[Saved data entries]

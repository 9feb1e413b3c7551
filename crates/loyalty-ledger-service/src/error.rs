//! 账本服务错误类型
//!
//! 区分业务错误（不可重试，直接反馈给调用方）与系统错误（瞬时故障可重试一次）

use rust_decimal::Decimal;
use thiserror::Error;

/// 账本服务错误类型
#[derive(Debug, Error)]
pub enum LedgerError {
    // === 作用域 ===
    #[error("无法解析租户作用域")]
    UnauthorizedScope,

    // === 规则与优惠券 ===
    /// 规则、活动、事件或优惠券在当前作用域内不存在或不适用
    #[error("没有可适用的规则: {0}")]
    RuleNotApplicable(String),

    #[error("积分余额不足: 需要 {required}, 可用 {available}")]
    InsufficientBalance {
        required: Decimal,
        available: Decimal,
    },

    #[error("优惠券已被使用: {code}")]
    CouponAlreadyRedeemed { code: String },

    #[error("优惠券已过期: {code}")]
    CouponExpired { code: String },

    #[error("优惠券已被其他订单预留: {code}")]
    CouponReserved { code: String },

    // === 查询 ===
    #[error("客户不存在: {0}")]
    CustomerNotFound(String),

    #[error("同步日志不存在: {0}")]
    SyncLogNotFound(i64),

    #[error("参数校验失败: {0}")]
    Validation(String),

    // === 系统错误 ===
    #[error("账本暂时不可用，请稍后重试")]
    LedgerUnavailable,

    #[error("数据库错误: {0}")]
    Database(#[from] sqlx::Error),

    #[error("JSON 序列化错误: {0}")]
    Serialization(#[from] serde_json::Error),

    #[error("内部错误: {0}")]
    Internal(String),
}

/// 账本服务 Result 类型别名
pub type Result<T> = std::result::Result<T, LedgerError>;

impl LedgerError {
    /// 检查是否为可重试的错误
    ///
    /// 只有瞬时的持久化故障（连接池耗尽、序列化冲突、死锁等）可以重试
    pub fn is_retryable(&self) -> bool {
        match self {
            Self::Database(e) => loyalty_shared::error::is_transient_sqlx_error(e),
            _ => false,
        }
    }

    /// 检查是否为业务错误（非系统错误）
    pub fn is_business_error(&self) -> bool {
        !matches!(
            self,
            Self::Database(_)
                | Self::Serialization(_)
                | Self::Internal(_)
                | Self::LedgerUnavailable
        )
    }

    /// 获取错误码（用于 API 响应和同步日志）
    pub fn error_code(&self) -> &'static str {
        match self {
            Self::UnauthorizedScope => "UNAUTHORIZED_SCOPE",
            Self::RuleNotApplicable(_) => "RULE_NOT_APPLICABLE",
            Self::InsufficientBalance { .. } => "INSUFFICIENT_BALANCE",
            Self::CouponAlreadyRedeemed { .. } => "COUPON_ALREADY_REDEEMED",
            Self::CouponExpired { .. } => "COUPON_EXPIRED",
            Self::CouponReserved { .. } => "COUPON_RESERVED",
            Self::CustomerNotFound(_) => "CUSTOMER_NOT_FOUND",
            Self::SyncLogNotFound(_) => "SYNC_LOG_NOT_FOUND",
            Self::Validation(_) => "VALIDATION_ERROR",
            Self::LedgerUnavailable => "LEDGER_UNAVAILABLE",
            Self::Database(_) => "DATABASE_ERROR",
            Self::Serialization(_) => "SERIALIZATION_ERROR",
            Self::Internal(_) => "INTERNAL_ERROR",
        }
    }

    /// 重试耗尽后的最终错误：仍属瞬时故障的统一映射为 LedgerUnavailable
    pub fn into_terminal(self) -> Self {
        if self.is_retryable() {
            Self::LedgerUnavailable
        } else {
            self
        }
    }
}

#[cfg(test)]
mod tests {
    use super::*;

    fn dec(s: &str) -> Decimal {
        s.parse().unwrap()
    }

    #[test]
    fn test_error_is_retryable() {
        assert!(LedgerError::Database(sqlx::Error::PoolTimedOut).is_retryable());
        assert!(!LedgerError::Database(sqlx::Error::RowNotFound).is_retryable());
        assert!(!LedgerError::RuleNotApplicable("rule 1".into()).is_retryable());
        assert!(!LedgerError::LedgerUnavailable.is_retryable());
    }

    #[test]
    fn test_error_is_business_error() {
        assert!(LedgerError::UnauthorizedScope.is_business_error());
        assert!(
            LedgerError::InsufficientBalance {
                required: dec("50"),
                available: dec("30"),
            }
            .is_business_error()
        );
        assert!(!LedgerError::LedgerUnavailable.is_business_error());
        assert!(!LedgerError::Internal("boom".into()).is_business_error());
    }

    #[test]
    fn test_error_code() {
        assert_eq!(
            LedgerError::CouponAlreadyRedeemed { code: "A".into() }.error_code(),
            "COUPON_ALREADY_REDEEMED"
        );
        assert_eq!(
            LedgerError::RuleNotApplicable("x".into()).error_code(),
            "RULE_NOT_APPLICABLE"
        );
        assert_eq!(LedgerError::LedgerUnavailable.error_code(), "LEDGER_UNAVAILABLE");
    }

    #[test]
    fn test_into_terminal_maps_transient_only() {
        let err = LedgerError::Database(sqlx::Error::PoolTimedOut).into_terminal();
        assert!(matches!(err, LedgerError::LedgerUnavailable));

        let err = LedgerError::CouponExpired { code: "B".into() }.into_terminal();
        assert!(matches!(err, LedgerError::CouponExpired { .. }));
    }

    #[test]
    fn test_error_display() {
        let err = LedgerError::InsufficientBalance {
            required: dec("50.00"),
            available: dec("30.00"),
        };
        assert!(err.to_string().contains("50.00"));
        assert!(err.to_string().contains("30.00"));
    }
}
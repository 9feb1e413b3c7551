//! 短信发送
//!
//! `SmsDispatcher::send_sms` 渲染本地化模板，交给网关发送，
//! 无论成功与否都写一条 `sms_logs` 审计记录（验证码打码）。
//!
//! 网关：
//! - `simulated`：只记日志
//! - `http`：POST JSON 到配置的地址，Bearer 鉴权，带超时

use std::collections::HashMap;
use std::sync::Arc;
use std::time::Duration;

use async_trait::async_trait;
use loyalty_shared::config::SmsConfig;
use loyalty_shared::observability::metrics as app_metrics;
use serde::Serialize;
use serde_json::{Value, json};
use thiserror::Error;
use tracing::{error, info, instrument, warn};

use super::template::TemplateEngine;
use crate::error::{LedgerError, Result};
use crate::models::{NewSmsLog, SmsLog, SmsStatus};
use crate::repository::SmsLogRepositoryTrait;

/// 发送给网关的短信
#[derive(Debug, Clone, Serialize)]
#[serde(rename_all = "camelCase")]
pub struct SmsMessage {
    pub to: String,
    pub from: String,
    pub language: String,
    pub text: String,
}

#[derive(Debug, Error)]
pub enum SmsGatewayError {
    #[error("短信网关请求失败: {0}")]
    Http(#[from] reqwest::Error),

    #[error("短信网关拒绝请求: HTTP {status}")]
    Rejected { status: u16, body: Value },

    #[error("短信网关不可用: {0}")]
    Unavailable(String),
}

impl SmsGatewayError {
    fn response_body(&self) -> Option<Value> {
        match self {
            Self::Rejected { body, .. } => Some(body.clone()),
            _ => None,
        }
    }
}

#[async_trait]
pub trait SmsGateway: Send + Sync {
    fn provider(&self) -> &str;

    /// 成功时返回网关响应体
    async fn deliver(&self, message: &SmsMessage) -> std::result::Result<Value, SmsGatewayError>;
}

/// 模拟网关
pub struct SimulatedSmsGateway {
    failure: Option<String>,
}

impl SimulatedSmsGateway {
    pub fn new() -> Self {
        Self { failure: None }
    }

    /// 每次发送都失败的网关
    pub fn failing(reason: impl Into<String>) -> Self {
        Self {
            failure: Some(reason.into()),
        }
    }
}

impl Default for SimulatedSmsGateway {
    fn default() -> Self {
        Self::new()
    }
}

#[async_trait]
impl SmsGateway for SimulatedSmsGateway {
    fn provider(&self) -> &str {
        "simulated"
    }

    async fn deliver(&self, message: &SmsMessage) -> std::result::Result<Value, SmsGatewayError> {
        if let Some(reason) = &self.failure {
            return Err(SmsGatewayError::Unavailable(reason.clone()));
        }
        info!(to = %message.to, language = %message.language, "模拟短信已发送");
        Ok(json!({ "messageId": format!("sim_{}", uuid::Uuid::new_v4()) }))
    }
}

/// HTTP 网关
pub struct HttpSmsGateway {
    client: reqwest::Client,
    endpoint: String,
    api_key: Option<String>,
}

impl HttpSmsGateway {
    pub fn new(
        endpoint: impl Into<String>,
        api_key: Option<String>,
        timeout: Duration,
    ) -> Result<Self> {
        let client = reqwest::Client::builder()
            .timeout(timeout)
            .build()
            .map_err(|e| LedgerError::Internal(format!("创建短信 HTTP 客户端失败: {}", e)))?;
        Ok(Self {
            client,
            endpoint: endpoint.into(),
            api_key,
        })
    }
}

#[async_trait]
impl SmsGateway for HttpSmsGateway {
    fn provider(&self) -> &str {
        "http"
    }

    async fn deliver(&self, message: &SmsMessage) -> std::result::Result<Value, SmsGatewayError> {
        let mut request = self.client.post(&self.endpoint).json(message);
        if let Some(key) = &self.api_key {
            request = request.bearer_auth(key);
        }

        let response = request.send().await?;
        let status = response.status();
        let body = response.json::<Value>().await.unwrap_or(Value::Null);

        if status.is_success() {
            Ok(body)
        } else {
            Err(SmsGatewayError::Rejected {
                status: status.as_u16(),
                body,
            })
        }
    }
}

/// 按配置创建网关
pub fn build_gateway(config: &SmsConfig) -> Result<Arc<dyn SmsGateway>> {
    match config.provider.as_str() {
        "simulated" => Ok(Arc::new(SimulatedSmsGateway::new())),
        "http" => {
            let endpoint = config
                .endpoint
                .clone()
                .ok_or_else(|| LedgerError::Internal("sms.endpoint 未配置".to_string()))?;
            Ok(Arc::new(HttpSmsGateway::new(
                endpoint,
                config.api_key.clone(),
                Duration::from_millis(config.timeout_ms),
            )?))
        }
        other => Err(LedgerError::Internal(format!("未知的短信网关: {}", other))),
    }
}

/// 短信分发器
pub struct SmsDispatcher {
    gateway: Arc<dyn SmsGateway>,
    logs: Arc<dyn SmsLogRepositoryTrait>,
    templates: Arc<TemplateEngine>,
    sender_id: String,
    validity_minutes: i64,
}

impl SmsDispatcher {
    pub fn new(
        gateway: Arc<dyn SmsGateway>,
        logs: Arc<dyn SmsLogRepositoryTrait>,
        templates: Arc<TemplateEngine>,
        sender_id: impl Into<String>,
    ) -> Self {
        Self {
            gateway,
            logs,
            templates,
            sender_id: sender_id.into(),
            validity_minutes: 5,
        }
    }

    /// 短信中展示的验证码有效期
    pub fn with_validity_minutes(mut self, minutes: i64) -> Self {
        self.validity_minutes = minutes.max(1);
        self
    }

    /// 发送验证码短信并写审计记录
    ///
    /// 网关失败不返回错误，而是体现在 `SmsLog.status` 上；
    /// 只有审计记录写入失败才返回 Err
    #[instrument(skip(self, otp), fields(provider = self.gateway.provider()))]
    pub async fn send_sms(&self, phone_no: &str, otp: &str, language_code: &str) -> Result<SmsLog> {
        let mut variables = HashMap::new();
        variables.insert("otp".to_string(), otp.to_string());
        variables.insert("minutes".to_string(), self.validity_minutes.to_string());
        let (language, text) = self.templates.render_sms(language_code, &variables);

        let message = SmsMessage {
            to: phone_no.to_string(),
            from: self.sender_id.clone(),
            language,
            text,
        };
        let request_payload = masked_payload(&message, otp);

        let provider = self.gateway.provider().to_string();
        let entry = match self.gateway.deliver(&message).await {
            Ok(response) => NewSmsLog {
                phone_no: phone_no.to_string(),
                language_code: message.language.clone(),
                provider: provider.clone(),
                request_payload,
                response_payload: Some(response),
                status: SmsStatus::Sent,
                error_message: None,
            },
            Err(e) => {
                warn!(phone_no = %phone_no, error = %e, "短信发送失败");
                NewSmsLog {
                    phone_no: phone_no.to_string(),
                    language_code: message.language.clone(),
                    provider: provider.clone(),
                    request_payload,
                    response_payload: e.response_body(),
                    status: SmsStatus::Failed,
                    error_message: Some(e.to_string()),
                }
            }
        };

        app_metrics::record_sms_send(&provider, entry.status.as_str());

        self.logs.create(&entry).await.inspect_err(|e| {
            error!(phone_no = %phone_no, error = %e, "短信审计记录写入失败");
        })
    }
}

fn masked_payload(message: &SmsMessage, otp: &str) -> Value {
    let text = if otp.is_empty() {
        message.text.clone()
    } else {
        message.text.replace(otp, &"*".repeat(otp.chars().count()))
    };
    json!({
        "to": message.to,
        "from": message.from,
        "language": message.language,
        "text": text,
    })
}

#[cfg(test)]
mod tests {
    use super::*;
    use crate::repository::MockSmsLogRepositoryTrait;
    use chrono::Utc;

    fn echo_log_repo() -> MockSmsLogRepositoryTrait {
        let mut repo = MockSmsLogRepositoryTrait::new();
        repo.expect_create().times(1).returning(|log| {
            Ok(SmsLog {
                id: 1,
                phone_no: log.phone_no.clone(),
                language_code: log.language_code.clone(),
                provider: log.provider.clone(),
                request_payload: log.request_payload.clone(),
                response_payload: log.response_payload.clone(),
                status: log.status,
                error_message: log.error_message.clone(),
                created_at: Utc::now(),
            })
        });
        repo
    }

    fn dispatcher(gateway: SimulatedSmsGateway) -> SmsDispatcher {
        SmsDispatcher::new(
            Arc::new(gateway),
            Arc::new(echo_log_repo()),
            Arc::new(TemplateEngine::with_defaults()),
            "LOYALTY",
        )
    }

    #[tokio::test]
    async fn test_send_sms_masks_otp() {
        let log = dispatcher(SimulatedSmsGateway::new())
            .send_sms("+966501234567", "482913", "ar")
            .await
            .unwrap();

        assert_eq!(log.status, SmsStatus::Sent);
        assert_eq!(log.language_code, "ar");
        let text = log.request_payload["text"].as_str().unwrap();
        assert!(!text.contains("482913"));
        assert!(text.contains("******"));
    }

    #[tokio::test]
    async fn test_gateway_failure_is_logged_not_returned() {
        let log = dispatcher(SimulatedSmsGateway::failing("provider down"))
            .send_sms("+966501234567", "111222", "de")
            .await
            .unwrap();

        assert_eq!(log.status, SmsStatus::Failed);
        assert_eq!(log.language_code, "en");
        assert!(log.error_message.unwrap().contains("provider down"));
    }

    #[test]
    fn test_build_gateway() {
        let mut config = SmsConfig::default();
        assert_eq!(build_gateway(&config).unwrap().provider(), "simulated");

        config.provider = "http".into();
        assert!(build_gateway(&config).is_err());

        config.endpoint = Some("http://localhost:9000/sms".into());
        assert_eq!(build_gateway(&config).unwrap().provider(), "http");

        config.provider = "carrier-pigeon".into();
        assert!(build_gateway(&config).is_err());
    }
}
//! 统一基础设施错误
//!
//! 定义连接池、配置加载等共享基础设施可能产生的错误，业务错误由各服务自行定义。

use thiserror::Error;

/// 基础设施错误类型
#[derive(Debug, Error)]
pub enum InfraError {
    // ==================== 数据库错误 ====================
    #[error("数据库错误: {0}")]
    Database(#[from] sqlx::Error),

    #[error("数据库迁移失败: {0}")]
    Migration(#[from] sqlx::migrate::MigrateError),

    // ==================== 配置错误 ====================
    #[error("配置错误: {0}")]
    Config(#[from] config::ConfigError),

    // ==================== 外部服务错误 ====================
    #[error("外部服务超时: {service}")]
    Timeout { service: String },

    // ==================== 通用错误 ====================
    #[error("内部错误: {0}")]
    Internal(String),
}

/// 错误结果类型别名
pub type Result<T> = std::result::Result<T, InfraError>;

impl InfraError {
    /// 获取错误码
    pub fn code(&self) -> &'static str {
        match self {
            Self::Database(_) => "DATABASE_ERROR",
            Self::Migration(_) => "MIGRATION_ERROR",
            Self::Config(_) => "CONFIG_ERROR",
            Self::Timeout { .. } => "TIMEOUT",
            Self::Internal(_) => "INTERNAL_ERROR",
        }
    }

    /// 是否为可重试错误
    pub fn is_retryable(&self) -> bool {
        match self {
            Self::Database(e) => is_transient_sqlx_error(e),
            Self::Timeout { .. } => true,
            _ => false,
        }
    }
}

/// 判断 sqlx 错误是否为瞬时故障
///
/// 连接池耗尽、IO 中断、连接被服务端关闭等可通过重试恢复；
/// 约束冲突、行不存在、解码失败属于确定性错误，重试没有意义。
pub fn is_transient_sqlx_error(err: &sqlx::Error) -> bool {
    match err {
        sqlx::Error::PoolTimedOut | sqlx::Error::PoolClosed | sqlx::Error::Io(_) => true,
        sqlx::Error::Database(db_err) => {
            // 40001 serialization_failure / 40P01 deadlock_detected / 57P01 admin_shutdown
            matches!(
                db_err.code().as_deref(),
                Some("40001") | Some("40P01") | Some("57P01")
            )
        }
        _ => false,
    }
}
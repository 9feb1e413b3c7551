//! 租户作用域相关实体

use chrono::{DateTime, Utc};
use serde::{Deserialize, Serialize};

use super::enums::TenantStatus;

/// 租户作用域
///
/// 每个账本与目录调用都显式携带，请求解析后不可变
#[derive(Debug, Clone, Copy, PartialEq, Eq, Hash, Serialize, Deserialize)]
#[serde(rename_all = "camelCase")]
pub struct TenantScope {
    pub tenant_id: i64,
    pub business_unit_id: i64,
}

impl TenantScope {
    pub fn new(tenant_id: i64, business_unit_id: i64) -> Self {
        Self {
            tenant_id,
            business_unit_id,
        }
    }
}

impl std::fmt::Display for TenantScope {
    fn fmt(&self, f: &mut std::fmt::Formatter<'_>) -> std::fmt::Result {
        write!(f, "{}/{}", self.tenant_id, self.business_unit_id)
    }
}

/// 租户目录记录
#[derive(Debug, Clone, Serialize, Deserialize, sqlx::FromRow)]
#[serde(rename_all = "camelCase")]
pub struct TenantRecord {
    pub id: i64,
    /// 子域名首段，全局唯一
    pub domain_label: String,
    pub tenant_id: i64,
    pub business_unit_id: i64,
    pub status: TenantStatus,
    pub created_at: DateTime<Utc>,
}

impl TenantRecord {
    pub fn scope(&self) -> TenantScope {
        TenantScope::new(self.tenant_id, self.business_unit_id)
    }

    pub fn is_active(&self) -> bool {
        self.status == TenantStatus::Active
    }
}

/// 请求来源
///
/// 从 HTTP 请求中提取的原始租户线索，尚未经过目录解析
#[derive(Debug, Clone, Default, PartialEq, Eq)]
pub struct RequestOrigin {
    /// Host 头（可能带端口）
    pub host: Option<String>,
    /// 历史遗留的租户标识请求头
    pub tenant_header: Option<String>,
}

impl RequestOrigin {
    pub fn new(host: Option<String>, tenant_header: Option<String>) -> Self {
        Self {
            host,
            tenant_header,
        }
    }

    /// 提取租户标识：子域名首段优先，其次请求头
    pub fn tenant_label(&self) -> Option<String> {
        self.host
            .as_deref()
            .and_then(subdomain_label)
            .or_else(|| {
                self.tenant_header
                    .as_deref()
                    .map(str::trim)
                    .filter(|v| !v.is_empty())
                    .map(str::to_ascii_lowercase)
            })
    }
}

/// 从 Host 中取出子域名首段
///
/// 去掉端口并转小写；至少三段且不是 IP 地址时才返回首段
pub fn subdomain_label(host: &str) -> Option<String> {
    let host = host.trim();
    if host.starts_with('[') {
        // IPv6 字面量
        return None;
    }
    let host = host.split(':').next().unwrap_or(host).to_ascii_lowercase();
    if host.parse::<std::net::Ipv4Addr>().is_ok() {
        return None;
    }

    let labels: Vec<&str> = host.split('.').collect();
    if labels.len() < 3 || labels.iter().any(|l| l.is_empty()) {
        return None;
    }
    Some(labels[0].to_string())
}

## Prompt
Each line of the data that holds "CustomerNotFound" should be copied.

## Response to the exercise
    CustomerNotFound(String),
            Self::CustomerNotFound(_) => "CUSTOMER_NOT_FOUND",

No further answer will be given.